We move out of those places every eight or nine weeks, though. It’s barely six months if you count the time we spend here per each year – bit of a meagre number to consider a city ‘your living place’. And yet, despite so short a time here, we’ve learnt our little paths and winding ways through the city centre, the crowd-avoiding second-floor cafés, the sunlit reading desks in old libraries. For every short period of time we’re here, we pass through the city, and we sieve through its tangled mesh, leaving little traces behind – like that time when you dripped shaving foam after trashing; that other time when you cried on the way to the lecture and didn’t want anybody to notice; that time when you glided out of the punt into the river, and you left a wet trail all the way to the college. By this point, we’ve literally soaked into Oxford; I guess we do live here.

But we don’t, not really.

Aside from those rare few who were born here, an overwhelming majority of us needed to arrive first, as wide-eyed freshers excited about gowns and formals. By now we’ve gone and come back at least several times. And whereas it’s somehow disquieting to think about it, we cannot forget the fact that very soon, we will be preparing to leave for good.

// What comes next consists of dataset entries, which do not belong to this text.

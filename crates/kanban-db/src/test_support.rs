//! Shared test utilities for kanban-db unit tests.

use kanban_core::TaskDraft;
use kanban_core::entities::Task;

use crate::KanbanDb;

/// Open a fresh in-memory database.
pub async fn test_db() -> KanbanDb {
    KanbanDb::open_local(":memory:").await.unwrap()
}

/// Create a task with default fields and the given title.
pub async fn seed_task(db: &KanbanDb, title: &str) -> Task {
    db.create_task(&TaskDraft::new(title)).await.unwrap()
}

Whether you are a fresher or a finalist, this is Trinity. Students in sub-fusc roam the streets, and with them comes the nagging thought at the back of your mind: this will soon be me. Three, four, even five years is a lot of time, but somehow it ends up being awfully short. The academic year is ending, and suddenly you realise that everything here – punting and garden parties, little cafés and libraries, and terrible white-soaked creatures in party hearts emerging from the river, this little shining universe of traditions and people you’ve come to know and love – is ending, and you’ll leave. Even though you’ve just come here.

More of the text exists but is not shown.